____ Available data

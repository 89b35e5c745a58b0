use axum::{routing::get, Router};
use tower_http::trace::TraceLayer;

use crate::config::{create_cors_layer, create_security_headers_layer};
use crate::handlers::{
    create_event, delete_event, get_event, health_check, list_events, partial_update_event,
    update_event,
};
use crate::storage::EventStore;

#[derive(Clone)]
pub struct AppState {
    pub store: EventStore,
}

impl AppState {
    pub fn new(store: EventStore) -> Self {
        Self { store }
    }
}

fn event_routes() -> Router<AppState> {
    let collection = get(list_events).post(create_event);
    let member = get(get_event)
        .put(update_event)
        .patch(partial_update_event)
        .delete(delete_event);

    // Trailing-slash variants are what the web frontend calls
    Router::new()
        .route("/events", collection.clone())
        .route("/events/", collection)
        .route("/events/:id", member.clone())
        .route("/events/:id/", member)
}

/// `api_prefix` is expected in normalized form (`""` or `"/api"`).
pub fn create_routes(state: AppState, api_prefix: &str) -> Router {
    let events = if api_prefix.is_empty() {
        event_routes()
    } else {
        Router::new().nest(api_prefix, event_routes())
    };

    Router::new()
        .route("/health", get(health_check))
        .merge(events)
        .with_state(state)
        .layer(TraceLayer::new_for_http())
        .layer(create_security_headers_layer())
        .layer(create_cors_layer())
}
use sqlx::migrate::MigrateError;
use sqlx::postgres::PgPoolOptions;
use sqlx::PgPool;
use uuid::Uuid;

use crate::models::{Event, EventChanges, EventFields};

const EVENT_COLUMNS: &str =
    r#"id, title, description, venue, "date", "time", created_at, updated_at"#;

/// PostgreSQL-backed event store. Each operation is a single statement.
#[derive(Clone)]
pub struct PgEventStore {
    pool: PgPool,
}

impl PgEventStore {
    pub fn new(pool: PgPool) -> Self {
        Self { pool }
    }

    pub async fn connect(database_url: &str, max_connections: u32) -> Result<Self, sqlx::Error> {
        let pool = PgPoolOptions::new()
            .max_connections(max_connections)
            .connect(database_url)
            .await?;

        Ok(Self::new(pool))
    }

    pub async fn migrate(&self) -> Result<(), MigrateError> {
        sqlx::migrate!().run(&self.pool).await
    }

    pub async fn list(&self) -> Result<Vec<Event>, sqlx::Error> {
        let query = format!(
            r#"SELECT {EVENT_COLUMNS} FROM events ORDER BY "date" ASC, "time" ASC, created_at ASC"#
        );

        sqlx::query_as::<_, Event>(&query)
            .fetch_all(&self.pool)
            .await
    }

    pub async fn create(&self, fields: EventFields) -> Result<Event, sqlx::Error> {
        let query = format!(
            r#"
            INSERT INTO events (id, title, description, venue, "date", "time", created_at, updated_at)
            VALUES ($1, $2, $3, $4, $5, $6, NOW(), NOW())
            RETURNING {EVENT_COLUMNS}
            "#
        );

        sqlx::query_as::<_, Event>(&query)
            .bind(Uuid::new_v4())
            .bind(&fields.title)
            .bind(&fields.description)
            .bind(&fields.venue)
            .bind(fields.date)
            .bind(fields.time)
            .fetch_one(&self.pool)
            .await
    }

    pub async fn get(&self, id: Uuid) -> Result<Option<Event>, sqlx::Error> {
        let query = format!("SELECT {EVENT_COLUMNS} FROM events WHERE id = $1");

        sqlx::query_as::<_, Event>(&query)
            .bind(id)
            .fetch_optional(&self.pool)
            .await
    }

    /// Absent fields keep their stored value. `updated_at` never moves backwards.
    pub async fn update(
        &self,
        id: Uuid,
        changes: EventChanges,
    ) -> Result<Option<Event>, sqlx::Error> {
        let query = format!(
            r#"
            UPDATE events
            SET
                title = COALESCE($2, title),
                description = COALESCE($3, description),
                venue = COALESCE($4, venue),
                "date" = COALESCE($5, "date"),
                "time" = COALESCE($6, "time"),
                updated_at = GREATEST(NOW(), updated_at)
            WHERE id = $1
            RETURNING {EVENT_COLUMNS}
            "#
        );

        sqlx::query_as::<_, Event>(&query)
            .bind(id)
            .bind(&changes.title)
            .bind(&changes.description)
            .bind(&changes.venue)
            .bind(changes.date)
            .bind(changes.time)
            .fetch_optional(&self.pool)
            .await
    }

    pub async fn delete(&self, id: Uuid) -> Result<bool, sqlx::Error> {
        let result = sqlx::query("DELETE FROM events WHERE id = $1")
            .bind(id)
            .execute(&self.pool)
            .await?;

        Ok(result.rows_affected() > 0)
    }
}
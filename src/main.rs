use anyhow::Context;
use axum::Router;
use dotenvy::dotenv;
use tokio::net::TcpListener;
use tracing_subscriber::EnvFilter;

use events_server::config::{Config, StorageKind};
use events_server::routes::{create_routes, AppState};
use events_server::storage::{EventStore, PgEventStore};

#[tokio::main]
async fn main() -> anyhow::Result<()> {
    dotenv().ok();
    tracing_subscriber::fmt()
        .with_env_filter(
            EnvFilter::try_from_default_env()
                .unwrap_or_else(|_| EnvFilter::new("events_server=debug,tower_http=debug")),
        )
        .init();

    let config = Config::from_env();

    let store = match config.storage {
        StorageKind::Postgres => {
            let db = PgEventStore::connect(&config.database_url, config.max_connections)
                .await
                .context("Failed to connect to database")?;
            tracing::info!("Successfully connected to database");

            db.migrate().await.context("Failed to run migrations")?;
            tracing::info!("Migrations run successfully");

            EventStore::from(db)
        }
        StorageKind::Memory => {
            tracing::warn!("Using in-memory storage; events are lost on restart");
            EventStore::in_memory()
        }
    };

    let app: Router = create_routes(AppState::new(store), &config.api_prefix);

    let addr = config.addr();
    let listener = TcpListener::bind(addr)
        .await
        .with_context(|| format!("Failed to bind {}", addr))?;
    tracing::info!("🚀 Server running at http://{}", addr);

    axum::serve(listener, app).await.context("Server failed")?;

    Ok(())
}
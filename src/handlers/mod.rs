use axum::extract::State;
use axum::Json;
use serde::Serialize;

use crate::routes::AppState;

pub mod events;

pub use events::{
    create_event, delete_event, get_event, list_events, partial_update_event, update_event,
};

#[derive(Serialize)]
pub struct HealthPayload {
    status: &'static str,
    service: &'static str,
    storage: &'static str,
}

pub async fn health_check(State(state): State<AppState>) -> Json<HealthPayload> {
    Json(HealthPayload {
        status: "ok",
        service: "events-api",
        storage: state.store.backend_name(),
    })
}
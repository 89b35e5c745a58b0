use std::collections::BTreeMap;

use chrono::{NaiveDate, NaiveTime, Timelike};
use serde::Serialize;
use serde_json::{Map, Value};

pub const REQUIRED: &str = "This field is required.";
pub const NOT_NULL: &str = "This field may not be null.";
pub const NOT_BLANK: &str = "This field may not be blank.";
pub const INVALID_STRING: &str = "Not a valid string.";
pub const NULL_CHARACTERS: &str = "Null characters are not allowed.";
pub const INVALID_DATE: &str = "Date has wrong format. Use one of these formats instead: YYYY-MM-DD.";
pub const INVALID_TIME: &str =
    "Time has wrong format. Use one of these formats instead: hh:mm[:ss[.uuuuuu]].";

/// Key used for errors that do not belong to a single field.
pub const NON_FIELD_ERRORS: &str = "non_field_errors";

const DATE_FORMAT: &str = "%Y-%m-%d";
const TIME_FORMATS: [&str; 2] = ["%H:%M:%S%.f", "%H:%M"];

/// Field name to the list of messages collected for it.
#[derive(Debug, Clone, Default, PartialEq, Eq, Serialize)]
#[serde(transparent)]
pub struct FieldErrors(BTreeMap<String, Vec<String>>);

impl FieldErrors {
    pub fn new() -> Self {
        Self::default()
    }

    pub fn add(&mut self, field: &str, message: impl Into<String>) {
        self.0
            .entry(field.to_string())
            .or_default()
            .push(message.into());
    }

    pub fn is_empty(&self) -> bool {
        self.0.is_empty()
    }

    pub fn get(&self, field: &str) -> Option<&[String]> {
        self.0.get(field).map(Vec::as_slice)
    }

    pub fn fields(&self) -> impl Iterator<Item = &str> {
        self.0.keys().map(String::as_str)
    }

    /// Ok when nothing was recorded.
    pub fn into_result(self) -> Result<(), FieldErrors> {
        if self.is_empty() {
            Ok(())
        } else {
            Err(self)
        }
    }
}

/// Borrow the payload as a JSON object or report what was sent instead.
pub fn expect_object(payload: &Value) -> Result<&Map<String, Value>, FieldErrors> {
    let kind = match payload {
        Value::Object(map) => return Ok(map),
        Value::Null => "null",
        Value::Bool(_) => "boolean",
        Value::Number(_) => "number",
        Value::String(_) => "string",
        Value::Array(_) => "array",
    };

    let mut errors = FieldErrors::new();
    errors.add(
        NON_FIELD_ERRORS,
        format!("Invalid data. Expected an object, but got {}.", kind),
    );
    Err(errors)
}

/// Rules for a text-like field.
#[derive(Debug, Clone, Copy)]
pub struct TextRules {
    pub allow_blank: bool,
    pub max_length: Option<usize>,
}

impl TextRules {
    pub const fn bounded(max_length: usize) -> Self {
        Self {
            allow_blank: false,
            max_length: Some(max_length),
        }
    }

    pub const fn unbounded() -> Self {
        Self {
            allow_blank: false,
            max_length: None,
        }
    }
}

/// Marker returned once a field's problem has been recorded in [`FieldErrors`].
#[derive(Debug, Clone, Copy, PartialEq, Eq)]
pub struct Invalid;

/// `Ok(None)` means the field was absent and not required.
pub type FieldResult<T> = Result<Option<T>, Invalid>;

/// Every problem is recorded in `errors` so callers can keep checking the
/// remaining fields.
fn lookup<'a>(
    object: &'a Map<String, Value>,
    field: &str,
    required: bool,
    errors: &mut FieldErrors,
) -> FieldResult<&'a Value> {
    match object.get(field) {
        None if required => {
            errors.add(field, REQUIRED);
            Err(Invalid)
        }
        None => Ok(None),
        Some(Value::Null) => {
            errors.add(field, NOT_NULL);
            Err(Invalid)
        }
        Some(value) => Ok(Some(value)),
    }
}

pub fn text_field(
    object: &Map<String, Value>,
    field: &str,
    required: bool,
    rules: TextRules,
    errors: &mut FieldErrors,
) -> FieldResult<String> {
    let Some(value) = lookup(object, field, required, errors)? else {
        return Ok(None);
    };

    let text = match value {
        // Postgres text columns cannot store NUL
        Value::String(s) if s.contains('\0') => {
            errors.add(field, NULL_CHARACTERS);
            return Err(Invalid);
        }
        Value::String(s) => s.trim().to_string(),
        Value::Number(n) => n.to_string(),
        _ => {
            errors.add(field, INVALID_STRING);
            return Err(Invalid);
        }
    };

    if !rules.allow_blank && text.is_empty() {
        errors.add(field, NOT_BLANK);
        return Err(Invalid);
    }

    if let Some(max) = rules.max_length {
        if text.chars().count() > max {
            errors.add(
                field,
                format!("Ensure this field has no more than {} characters.", max),
            );
            return Err(Invalid);
        }
    }

    Ok(Some(text))
}

pub fn date_field(
    object: &Map<String, Value>,
    field: &str,
    required: bool,
    errors: &mut FieldErrors,
) -> FieldResult<NaiveDate> {
    let Some(value) = lookup(object, field, required, errors)? else {
        return Ok(None);
    };

    match value
        .as_str()
        .and_then(|s| NaiveDate::parse_from_str(s.trim(), DATE_FORMAT).ok())
    {
        Some(date) => Ok(Some(date)),
        None => {
            errors.add(field, INVALID_DATE);
            Err(Invalid)
        }
    }
}

pub fn time_field(
    object: &Map<String, Value>,
    field: &str,
    required: bool,
    errors: &mut FieldErrors,
) -> FieldResult<NaiveTime> {
    let Some(value) = lookup(object, field, required, errors)? else {
        return Ok(None);
    };

    let parsed = value.as_str().and_then(|s| {
        let s = s.trim();
        TIME_FORMATS
            .iter()
            .find_map(|format| NaiveTime::parse_from_str(s, format).ok())
    });

    match parsed {
        Some(time) => Ok(Some(truncate_to_micros(time))),
        None => {
            errors.add(field, INVALID_TIME);
            Err(Invalid)
        }
    }
}

/// Both backends keep time-of-day at microsecond precision.
fn truncate_to_micros(time: NaiveTime) -> NaiveTime {
    time.with_nanosecond(time.nanosecond() / 1_000 * 1_000)
        .unwrap_or(time)
}
use axum::extract::rejection::JsonRejection;
use axum::http::StatusCode;
use axum::response::{IntoResponse, Response};
use axum::Json;
use thiserror::Error;
use tracing::{error, warn};

use crate::utils::response::error as error_response;
use crate::utils::validation::FieldErrors;

pub const NOT_FOUND_DETAIL: &str = "Not found.";
pub const SERVER_ERROR_DETAIL: &str = "A server error occurred.";

#[derive(Debug, Error)]
pub enum AppError {
    #[error("Validation error")]
    ValidationError(FieldErrors),

    #[error("Malformed request: {0}")]
    BadRequest(String),

    #[error("Resource not found: {0}")]
    NotFound(String),

    #[error("Database error")]
    DatabaseError(#[from] sqlx::Error),
}

impl AppError {
    pub fn status_code(&self) -> StatusCode {
        match self {
            AppError::ValidationError(_) => StatusCode::BAD_REQUEST,
            AppError::BadRequest(_) => StatusCode::BAD_REQUEST,
            AppError::NotFound(_) => StatusCode::NOT_FOUND,
            AppError::DatabaseError(_) => StatusCode::INTERNAL_SERVER_ERROR,
        }
    }

    fn log(&self) {
        match self {
            AppError::ValidationError(errors) => {
                let fields: Vec<&str> = errors.fields().collect();
                warn!(?fields, "Validation failed");
            }
            AppError::BadRequest(msg) | AppError::NotFound(msg) => {
                warn!(error = %self, message = %msg, "Request rejected");
            }
            AppError::DatabaseError(e) => {
                error!(error = ?e, "Database error");
            }
        }
    }
}

impl From<FieldErrors> for AppError {
    fn from(errors: FieldErrors) -> Self {
        AppError::ValidationError(errors)
    }
}

impl From<JsonRejection> for AppError {
    fn from(rejection: JsonRejection) -> Self {
        AppError::BadRequest(rejection.body_text())
    }
}

impl IntoResponse for AppError {
    fn into_response(self) -> Response {
        let status = self.status_code();

        self.log();

        match self {
            // Field errors are the body itself
            AppError::ValidationError(errors) => (status, Json(errors)).into_response(),
            AppError::BadRequest(msg) => error_response(msg, status),
            AppError::NotFound(_) => error_response(NOT_FOUND_DETAIL, status),
            // Do not expose internal details in the API response
            AppError::DatabaseError(_) => error_response(SERVER_ERROR_DETAIL, status),
        }
    }
}

#[cfg(test)]
mod tests {
    use super::*;

    #[test]
    fn test_status_codes() {
        assert_eq!(
            AppError::ValidationError(FieldErrors::new()).status_code(),
            StatusCode::BAD_REQUEST
        );
        assert_eq!(
            AppError::NotFound("event".into()).status_code(),
            StatusCode::NOT_FOUND
        );
        assert_eq!(
            AppError::DatabaseError(sqlx::Error::PoolTimedOut).status_code(),
            StatusCode::INTERNAL_SERVER_ERROR
        );
    }

    #[test]
    fn test_database_error_hides_details() {
        let response = AppError::DatabaseError(sqlx::Error::PoolClosed).into_response();
        assert_eq!(response.status(), StatusCode::INTERNAL_SERVER_ERROR);
    }
}
use axum::http::StatusCode;
use axum::response::{IntoResponse, Response};
use axum::Json;
use serde::Serialize;

#[derive(Serialize)]
pub struct MessageResponse {
    pub message: String,
}

#[derive(Serialize)]
pub struct ErrorDetail {
    pub detail: String,
}

pub fn created<T>(data: T) -> impl IntoResponse
where
    T: Serialize,
{
    (StatusCode::CREATED, Json(data))
}

pub fn message(message: impl Into<String>) -> impl IntoResponse {
    let body = MessageResponse {
        message: message.into(),
    };
    (StatusCode::OK, Json(body))
}

pub fn error(detail: impl Into<String>, status: StatusCode) -> Response {
    let body = ErrorDetail {
        detail: detail.into(),
    };

    (status, Json(body)).into_response()
}
//! Server startup and graceful shutdown

use anyhow::Result;
use axum::Router;
use pixvault_core::Config;

/// Start the server with graceful shutdown
pub async fn start_server(config: &Config, app: Router) -> Result<()> {
    let addr = format!("0.0.0.0:{}", config.server_port());
    tracing::info!(addr = %addr, "Starting server");

    let listener = tokio::net::TcpListener::bind(&addr).await?;

    tracing::info!(
        max_file_mb = config.max_file_size_bytes() / 1024 / 1024,
        allowed_codecs = %config.allowed_codecs().join(","),
        media_backend = %config.media_backend(),
        upload_dirs = config.upload_dirs().len(),
        cache_dir = %config.cache_dir().display(),
        "Server ready and accepting connections"
    );

    axum::serve(listener, app)
        .with_graceful_shutdown(shutdown_signal())
        .await?;

    Ok(())
}

/// Resolves on Ctrl+C (SIGINT) or SIGTERM.
///
/// If a handler cannot be installed the error is logged and that signal is
/// never observed; the other one still triggers shutdown.
async fn shutdown_signal() {
    let ctrl_c = async {
        if let Err(e) = tokio::signal::ctrl_c().await {
            tracing::error!(error = %e, "Failed to install Ctrl+C handler");
            std::future::pending::<()>().await;
        }
    };

    #[cfg(unix)]
    let terminate = async {
        match tokio::signal::unix::signal(tokio::signal::unix::SignalKind::terminate()) {
            Ok(mut signal) => {
                signal.recv().await;
            }
            Err(e) => {
                tracing::error!(error = %e, "Failed to install SIGTERM handler");
                std::future::pending::<()>().await;
            }
        }
    };

    #[cfg(not(unix))]
    let terminate = std::future::pending::<()>();

    tokio::select! {
        _ = ctrl_c => {
            tracing::info!("Received Ctrl+C signal");
        },
        _ = terminate => {
            tracing::info!("Received terminate signal");
        },
    }

    tracing::info!("Shutting down gracefully...");

    crate::telemetry::shutdown_telemetry().await;
}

________

## Problem statement
Your answer should consist of each line above in which "SIGTERM" appears.

## Response
/// Resolves on Ctrl+C (SIGINT) or SIGTERM.
                tracing::error!(error = %e, "Failed to install SIGTERM handler");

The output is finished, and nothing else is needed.